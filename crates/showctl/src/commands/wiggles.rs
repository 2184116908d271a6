//! Wiggle command handlers.

use serde::Serialize;
use tabled::Tabled;

use showctl_core::protocol::WiggleCommand;
use showctl_core::{
    Command as CoreCommand, Controller, KnobOwner, Mirror, WiggleDescription, WiggleId,
    WiggleOutput,
};

use crate::cli::{GlobalOpts, WigglesArgs, WigglesCommand};
use crate::error::CliError;
use crate::output;

use super::knobs::KnobEntry;
use super::util;

// ── Table row ───────────────────────────────────────────────────────

#[derive(Serialize)]
struct WiggleEntry {
    id: WiggleId,
    #[serde(flatten)]
    description: WiggleDescription,
}

#[derive(Tabled)]
struct WiggleRow {
    #[tabled(rename = "ID")]
    id: String,
    #[tabled(rename = "Name")]
    name: String,
    #[tabled(rename = "Kind")]
    kind: String,
    #[tabled(rename = "Inputs")]
    inputs: String,
    #[tabled(rename = "Outputs")]
    outputs: usize,
    #[tabled(rename = "Clock")]
    clock: String,
}

impl From<&WiggleEntry> for WiggleRow {
    fn from(w: &WiggleEntry) -> Self {
        Self {
            id: w.id.to_string(),
            name: w.description.name.clone(),
            kind: w.description.kind.clone(),
            inputs: w
                .description
                .inputs
                .iter()
                .map(|i| util::or_dash(i.as_ref()))
                .collect::<Vec<_>>()
                .join(", "),
            outputs: w.description.outputs,
            clock: util::or_dash(w.description.clock.clock()),
        }
    }
}

#[derive(Serialize)]
struct WiggleDetail {
    #[serde(flatten)]
    wiggle: WiggleEntry,
    knobs: Vec<KnobEntry>,
}

fn detail(d: &WiggleDetail, mirror: &Mirror) -> String {
    use std::fmt::Write;
    let mut out = String::new();
    let id = d.wiggle.id;
    let w = &d.wiggle.description;
    let _ = writeln!(out, "Wiggle {id}  {}", w.name);
    let _ = writeln!(out, "  kind:    {}", w.kind);
    let _ = writeln!(out, "  outputs: {}", w.outputs);
    let clock = match (w.clock.clock(), mirror.clock_driving(&id)) {
        (Some(_), Some((clock, description))) => format!("{clock} {}", description.name),
        (Some(clock), None) => format!("{clock} (missing)"),
        (None, _) => "-".into(),
    };
    let _ = writeln!(out, "  clock:   {clock}");
    for (slot, input) in w.inputs.iter().enumerate() {
        let source = match (input, mirror.input_source(&id, slot)) {
            (Some(_), Some((source, description))) => format!("{source} {}", description.name),
            (Some(source), None) => format!("{source} (missing)"),
            (None, _) => "(disconnected)".into(),
        };
        let _ = writeln!(out, "  input {slot}: {source}");
    }
    for knob in &d.knobs {
        let _ = writeln!(out, "  knob {}: {} = {}", knob.slot, knob.name, knob.value);
    }
    out.trim_end().to_owned()
}

fn require(mirror: &Mirror, id: WiggleId) -> Result<&WiggleDescription, CliError> {
    mirror.wiggles().get(&id).ok_or_else(|| not_found(id))
}

fn counts(mirror: &Mirror, id: WiggleId) -> Option<(usize, usize)> {
    mirror
        .wiggles()
        .get(&id)
        .map(|w| (w.inputs.len(), w.outputs))
}

// ── Handler ─────────────────────────────────────────────────────────

#[allow(clippy::too_many_lines)]
pub async fn handle(
    controller: &Controller,
    args: WigglesArgs,
    global: &GlobalOpts,
) -> Result<(), CliError> {
    let mirror = controller.mirror();

    match args.command {
        WigglesCommand::List => {
            let entries: Vec<WiggleEntry> = controller
                .wiggles_snapshot()
                .into_iter()
                .map(|(id, description)| WiggleEntry { id, description })
                .collect();
            let out = output::render_list(
                &global.output,
                &entries,
                |w| WiggleRow::from(w),
                |w| w.id.to_string(),
            );
            output::print_output(&out, global.quiet);
            Ok(())
        }

        WigglesCommand::Get { id } => {
            let description = require(&mirror, id)?.clone();
            let knobs = mirror
                .knobs_owned_by(KnobOwner::Wiggle(id))
                .map(|(address, knob)| KnobEntry::new(&mirror, *address, knob))
                .collect();
            let data = WiggleDetail {
                wiggle: WiggleEntry { id, description },
                knobs,
            };
            let out = output::render_single(
                &global.output,
                &data,
                |d| detail(d, &mirror),
                |d| d.wiggle.id.to_string(),
            );
            output::print_output(&out, global.quiet);
            Ok(())
        }

        WigglesCommand::Kinds => {
            let kinds = mirror.wiggles().kinds().to_vec();
            let out =
                output::render_single(&global.output, &kinds, |k| k.join("\n"), |k| k.join("\n"));
            output::print_output(&out, global.quiet);
            Ok(())
        }

        WigglesCommand::Create { kind } => {
            if !mirror.wiggles().kinds().iter().any(|k| *k == kind) {
                return Err(CliError::NotFound {
                    resource_type: "wiggle kind".into(),
                    identifier: kind,
                    list_command: "wiggles kinds".into(),
                });
            }
            let before = mirror.wiggles().entries().len();
            util::send_and_confirm(
                controller,
                CoreCommand::Wiggle(WiggleCommand::Create(kind.clone())),
                |m| m.wiggles().entries().len() > before,
            )
            .await?;
            util::done(global, format!("Wiggle created ({kind})"));
            Ok(())
        }

        WigglesCommand::Rename { id, name } => {
            require(&mirror, id)?;
            let expected = name.clone();
            util::send_and_confirm(
                controller,
                CoreCommand::Wiggle(WiggleCommand::Rename(id, name)),
                |m| m.wiggles().get(&id).is_some_and(|w| w.name == expected),
            )
            .await?;
            util::done(global, format!("Wiggle {id} renamed to '{expected}'"));
            Ok(())
        }

        WigglesCommand::Remove { id } => {
            let name = require(&mirror, id)?.name.clone();
            if !util::confirm(&format!("Delete wiggle '{name}' ({id})?"), global.yes)? {
                return Ok(());
            }
            util::send_and_confirm(
                controller,
                CoreCommand::Wiggle(WiggleCommand::Remove(id)),
                |m| m.wiggles().get(&id).is_none(),
            )
            .await?;
            util::done(global, format!("Wiggle {id} deleted"));
            Ok(())
        }

        WigglesCommand::SetInput { id, slot, source } => {
            let inputs = require(&mirror, id)?.inputs.len();
            if slot >= inputs {
                return Err(CliError::Validation {
                    field: "slot".into(),
                    reason: format!("wiggle {id} has {inputs} inputs"),
                });
            }
            let source: Option<WiggleOutput> =
                source.as_deref().map(util::parse_wiggle_output).transpose()?;
            if let Some(WiggleOutput { wiggle, output: port }) = source {
                let outputs = require(&mirror, wiggle)?.outputs;
                if port >= outputs {
                    return Err(CliError::Validation {
                        field: "source".into(),
                        reason: format!("wiggle {wiggle} has {outputs} outputs"),
                    });
                }
            }
            util::send_and_confirm(
                controller,
                CoreCommand::Wiggle(WiggleCommand::SetInput(id, slot, source)),
                |m| {
                    m.wiggles()
                        .get(&id)
                        .and_then(|w| w.inputs.get(slot).copied())
                        == Some(source)
                },
            )
            .await?;
            util::done(global, format!("Wiggle {id} input {slot} set"));
            Ok(())
        }

        WigglesCommand::PushInput { id } => {
            let (inputs, outputs) = counts(&mirror, id).ok_or_else(|| not_found(id))?;
            util::send_and_confirm(
                controller,
                CoreCommand::Wiggle(WiggleCommand::PushInput(id)),
                |m| counts(m, id) == Some((inputs + 1, outputs)),
            )
            .await?;
            util::done(global, format!("Wiggle {id} now has {} inputs", inputs + 1));
            Ok(())
        }

        WigglesCommand::PopInput { id } => {
            let (inputs, outputs) = counts(&mirror, id).ok_or_else(|| not_found(id))?;
            let Some(after) = inputs.checked_sub(1) else {
                return Err(CliError::Validation {
                    field: "inputs".into(),
                    reason: format!("wiggle {id} has no inputs"),
                });
            };
            util::send_and_confirm(
                controller,
                CoreCommand::Wiggle(WiggleCommand::PopInput(id)),
                |m| counts(m, id) == Some((after, outputs)),
            )
            .await?;
            util::done(global, format!("Wiggle {id} now has {after} inputs"));
            Ok(())
        }

        WigglesCommand::PushOutput { id } => {
            let (inputs, outputs) = counts(&mirror, id).ok_or_else(|| not_found(id))?;
            util::send_and_confirm(
                controller,
                CoreCommand::Wiggle(WiggleCommand::PushOutput(id)),
                |m| counts(m, id) == Some((inputs, outputs + 1)),
            )
            .await?;
            util::done(global, format!("Wiggle {id} now has {} outputs", outputs + 1));
            Ok(())
        }

        WigglesCommand::PopOutput { id } => {
            let (inputs, outputs) = counts(&mirror, id).ok_or_else(|| not_found(id))?;
            let Some(after) = outputs.checked_sub(1) else {
                return Err(CliError::Validation {
                    field: "outputs".into(),
                    reason: format!("wiggle {id} has no outputs"),
                });
            };
            util::send_and_confirm(
                controller,
                CoreCommand::Wiggle(WiggleCommand::PopOutput(id)),
                |m| counts(m, id) == Some((inputs, after)),
            )
            .await?;
            util::done(global, format!("Wiggle {id} now has {after} outputs"));
            Ok(())
        }

        WigglesCommand::SetClock { id, clock } => {
            require(&mirror, id)?;
            if let Some(clock) = clock {
                if mirror.clocks().get(&clock).is_none() {
                    return Err(CliError::NotFound {
                        resource_type: "clock".into(),
                        identifier: clock.to_string(),
                        list_command: "clocks list".into(),
                    });
                }
            }
            util::send_and_confirm(
                controller,
                CoreCommand::Wiggle(WiggleCommand::SetClock(id, clock)),
                |m| m.wiggles().get(&id).is_some_and(|w| w.clock.clock() == clock),
            )
            .await?;
            match clock {
                Some(clock) => util::done(global, format!("Wiggle {id} follows clock {clock}")),
                None => util::done(global, format!("Wiggle {id} detached from its clock")),
            }
            Ok(())
        }
    }
}

fn not_found(id: WiggleId) -> CliError {
    CliError::NotFound {
        resource_type: "wiggle".into(),
        identifier: id.to_string(),
        list_command: "wiggles list".into(),
    }
}
use tracing::debug;

use super::collection::EntityCollection;
use crate::error::CoreError;
use crate::model::{FixtureId, FixtureKind, PatchItem, UniverseStatus};
use crate::protocol::PatchResponse;

/// Mirrored fixtures plus the patching catalogues.
#[derive(Debug, Clone, PartialEq)]
pub struct PatchStore {
    entries: EntityCollection<FixtureId, PatchItem>,
    kinds: Vec<FixtureKind>,
    ports: Vec<String>,
    universes: Vec<UniverseStatus>,
    universes_version: u64,
}

impl Default for PatchStore {
    fn default() -> Self {
        Self {
            entries: EntityCollection::new("fixture"),
            kinds: Vec::new(),
            ports: Vec::new(),
            universes: Vec::new(),
            universes_version: 0,
        }
    }
}

impl PatchStore {
    pub fn apply(&mut self, response: PatchResponse) -> Result<(), CoreError> {
        match response {
            PatchResponse::Update(item) => {
                let id = item.id;
                self.entries.update(&id, move |_| Ok(item))?;
            }
            PatchResponse::Remove(id) => {
                self.entries.remove(&id);
            }
            PatchResponse::NewPatches(items) => {
                for item in items {
                    self.entries.upsert(item.id, item);
                }
            }
            PatchResponse::PatchState(items) => {
                debug!(count = items.len(), "patch state replaced");
                self.entries
                    .replace_all(items.into_iter().map(|item| (item.id, item)));
            }
            PatchResponse::Kinds(kinds) => self.kinds = kinds,
            PatchResponse::Ports(ports) => self.ports = ports,
            PatchResponse::Universes(universes) => {
                self.universes = universes;
                self.universes_version += 1;
            }
        }
        Ok(())
    }

    pub fn entries(&self) -> &EntityCollection<FixtureId, PatchItem> {
        &self.entries
    }

    pub fn get(&self, id: &FixtureId) -> Option<&PatchItem> {
        self.entries.get(id)
    }

    pub fn kinds(&self) -> &[FixtureKind] {
        &self.kinds
    }

    /// Look up a fixture kind by name.
    pub fn kind(&self, name: &str) -> Option<&FixtureKind> {
        self.kinds.iter().find(|k| k.name == name)
    }

    pub fn ports(&self) -> &[String] {
        &self.ports
    }

    pub fn universes(&self) -> &[UniverseStatus] {
        &self.universes
    }

    /// Number of universe listings received so far.
    pub fn universes_version(&self) -> u64 {
        self.universes_version
    }

    /// The universe entry for `universe`, if the server has listed it.
    pub fn universe(&self, universe: u32) -> Option<&UniverseStatus> {
        self.universes.iter().find(|s| s.universe == universe)
    }

    pub(crate) fn begin_resync(&mut self) {
        self.entries.begin_resync();
    }
}

#[cfg(test)]
#[allow(clippy::unwrap_used)]
mod tests {
    use pretty_assertions::assert_eq;

    use super::*;
    use crate::model::GlobalAddress;

    fn par(id: u32, address: Option<u16>) -> PatchItem {
        PatchItem {
            id: FixtureId(id),
            name: format!("Par {id}"),
            kind: "Par64".into(),
            address: address.map(|address| GlobalAddress {
                universe: 0,
                address,
            }),
            channel_count: 4,
        }
    }

    #[test]
    fn new_patches_then_update_and_remove() {
        let mut store = PatchStore::default();
        store
            .apply(PatchResponse::NewPatches(vec![par(1, Some(1)), par(2, Some(5))]))
            .unwrap();
        assert_eq!(store.entries().len(), 2);

        let mut moved = par(2, None);
        moved.name = "Spare".into();
        store.apply(PatchResponse::Update(moved.clone())).unwrap();
        assert_eq!(store.get(&FixtureId(2)), Some(&moved));

        store.apply(PatchResponse::Remove(FixtureId(1))).unwrap();
        store.apply(PatchResponse::Remove(FixtureId(1))).unwrap();
        assert_eq!(store.entries().len(), 1);
    }

    #[test]
    fn update_of_unknown_fixture_is_a_diagnostic() {
        let mut store = PatchStore::default();
        let err = store.apply(PatchResponse::Update(par(7, None))).unwrap_err();
        assert!(matches!(
            err,
            CoreError::UnknownAddress {
                collection: "fixture",
                ..
            }
        ));
        assert!(store.entries().is_empty());
    }

    #[test]
    fn catalogues_are_replaced_wholesale() {
        let mut store = PatchStore::default();
        store
            .apply(PatchResponse::Kinds(vec![FixtureKind {
                name: "Par64".into(),
                channel_count: 4,
            }]))
            .unwrap();
        store
            .apply(PatchResponse::Ports(vec!["enttec-1".into()]))
            .unwrap();
        store
            .apply(PatchResponse::Universes(vec![UniverseStatus {
                universe: 0,
                port: Some("enttec-1".into()),
            }]))
            .unwrap();

        assert_eq!(store.kind("Par64").map(|k| k.channel_count), Some(4));
        assert!(store.kind("Moving head").is_none());
        assert_eq!(store.ports(), ["enttec-1"]);
        assert_eq!(store.universes().len(), 1);
        assert_eq!(store.universes_version(), 1);
        assert_eq!(
            store.universe(0).and_then(|s| s.port.as_deref()),
            Some("enttec-1")
        );
        assert!(store.universe(3).is_none());
    }
}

==================================================

[Problem to solve]: Using the entries above, state how many lines contain the string "items"; the number is all that is needed.

[Task result]: 5